**EXERCISE GOAL:**
Among the entries that follow, how many lines contain the word "FinanceRow"? Give the number alone.

***** DATA FOR THE TASK *****

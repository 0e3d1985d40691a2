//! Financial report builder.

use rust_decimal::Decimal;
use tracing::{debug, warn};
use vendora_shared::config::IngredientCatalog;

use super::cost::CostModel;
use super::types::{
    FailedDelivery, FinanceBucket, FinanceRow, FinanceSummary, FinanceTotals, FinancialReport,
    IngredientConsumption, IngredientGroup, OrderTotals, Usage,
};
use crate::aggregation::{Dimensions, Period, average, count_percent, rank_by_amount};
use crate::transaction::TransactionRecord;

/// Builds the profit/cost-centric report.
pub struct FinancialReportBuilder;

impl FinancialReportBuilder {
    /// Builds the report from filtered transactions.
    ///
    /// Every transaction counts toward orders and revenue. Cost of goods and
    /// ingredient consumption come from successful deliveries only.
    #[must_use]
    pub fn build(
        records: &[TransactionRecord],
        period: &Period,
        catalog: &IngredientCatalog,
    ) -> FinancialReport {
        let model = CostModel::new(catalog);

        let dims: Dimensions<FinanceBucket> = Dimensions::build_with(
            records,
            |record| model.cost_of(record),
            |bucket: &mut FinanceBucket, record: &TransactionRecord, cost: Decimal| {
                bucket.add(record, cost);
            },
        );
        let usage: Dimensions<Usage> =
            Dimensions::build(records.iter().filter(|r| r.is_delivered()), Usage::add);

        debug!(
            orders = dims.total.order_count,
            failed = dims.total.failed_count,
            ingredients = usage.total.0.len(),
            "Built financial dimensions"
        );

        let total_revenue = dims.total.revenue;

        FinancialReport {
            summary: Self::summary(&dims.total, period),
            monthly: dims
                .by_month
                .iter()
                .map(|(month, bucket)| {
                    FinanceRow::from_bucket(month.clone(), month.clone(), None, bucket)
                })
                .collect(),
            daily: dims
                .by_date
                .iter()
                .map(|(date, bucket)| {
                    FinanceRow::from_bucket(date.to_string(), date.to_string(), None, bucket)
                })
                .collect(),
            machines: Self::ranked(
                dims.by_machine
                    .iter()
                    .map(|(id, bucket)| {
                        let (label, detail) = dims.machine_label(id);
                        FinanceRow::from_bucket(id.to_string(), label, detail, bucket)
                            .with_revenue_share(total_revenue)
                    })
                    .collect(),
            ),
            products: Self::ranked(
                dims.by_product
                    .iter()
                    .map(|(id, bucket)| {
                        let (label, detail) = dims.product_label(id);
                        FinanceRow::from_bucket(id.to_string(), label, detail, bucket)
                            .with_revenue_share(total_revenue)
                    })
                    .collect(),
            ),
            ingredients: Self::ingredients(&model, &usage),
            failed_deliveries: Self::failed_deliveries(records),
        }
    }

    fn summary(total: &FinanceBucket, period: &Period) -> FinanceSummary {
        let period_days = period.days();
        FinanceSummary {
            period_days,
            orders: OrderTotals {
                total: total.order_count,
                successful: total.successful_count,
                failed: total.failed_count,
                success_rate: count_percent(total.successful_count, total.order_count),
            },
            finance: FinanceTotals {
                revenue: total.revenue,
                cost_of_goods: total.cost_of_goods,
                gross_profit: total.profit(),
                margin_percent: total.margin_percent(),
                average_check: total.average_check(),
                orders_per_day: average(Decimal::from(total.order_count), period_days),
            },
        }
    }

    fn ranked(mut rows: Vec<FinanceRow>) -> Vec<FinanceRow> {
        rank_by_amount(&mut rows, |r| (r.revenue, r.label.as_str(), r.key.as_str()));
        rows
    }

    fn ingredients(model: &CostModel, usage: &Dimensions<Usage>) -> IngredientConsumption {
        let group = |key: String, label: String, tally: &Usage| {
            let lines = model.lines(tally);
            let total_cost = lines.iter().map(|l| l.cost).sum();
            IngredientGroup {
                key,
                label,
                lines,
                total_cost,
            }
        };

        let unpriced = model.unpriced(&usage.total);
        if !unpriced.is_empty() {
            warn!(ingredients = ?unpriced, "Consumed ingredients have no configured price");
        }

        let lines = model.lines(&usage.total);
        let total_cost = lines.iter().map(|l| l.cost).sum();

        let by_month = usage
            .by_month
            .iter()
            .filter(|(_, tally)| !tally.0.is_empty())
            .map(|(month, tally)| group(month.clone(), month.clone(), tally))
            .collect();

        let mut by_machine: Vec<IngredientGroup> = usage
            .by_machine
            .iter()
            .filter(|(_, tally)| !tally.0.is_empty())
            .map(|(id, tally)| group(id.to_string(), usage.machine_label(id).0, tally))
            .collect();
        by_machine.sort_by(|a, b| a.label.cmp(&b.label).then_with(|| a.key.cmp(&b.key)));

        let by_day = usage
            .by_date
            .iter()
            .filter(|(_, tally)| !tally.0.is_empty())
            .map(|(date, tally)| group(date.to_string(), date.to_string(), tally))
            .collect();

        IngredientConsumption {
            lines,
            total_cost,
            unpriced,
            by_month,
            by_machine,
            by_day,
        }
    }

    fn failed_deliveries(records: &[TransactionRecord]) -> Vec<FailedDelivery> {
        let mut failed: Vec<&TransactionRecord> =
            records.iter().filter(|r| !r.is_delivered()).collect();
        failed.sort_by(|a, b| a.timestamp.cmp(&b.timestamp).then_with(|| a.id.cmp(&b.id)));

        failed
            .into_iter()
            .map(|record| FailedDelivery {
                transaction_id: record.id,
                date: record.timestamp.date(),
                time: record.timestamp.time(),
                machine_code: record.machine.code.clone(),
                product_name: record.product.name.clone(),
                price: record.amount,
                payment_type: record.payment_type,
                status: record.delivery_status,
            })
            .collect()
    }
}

*****

**EXERCISE ANSWER:**
6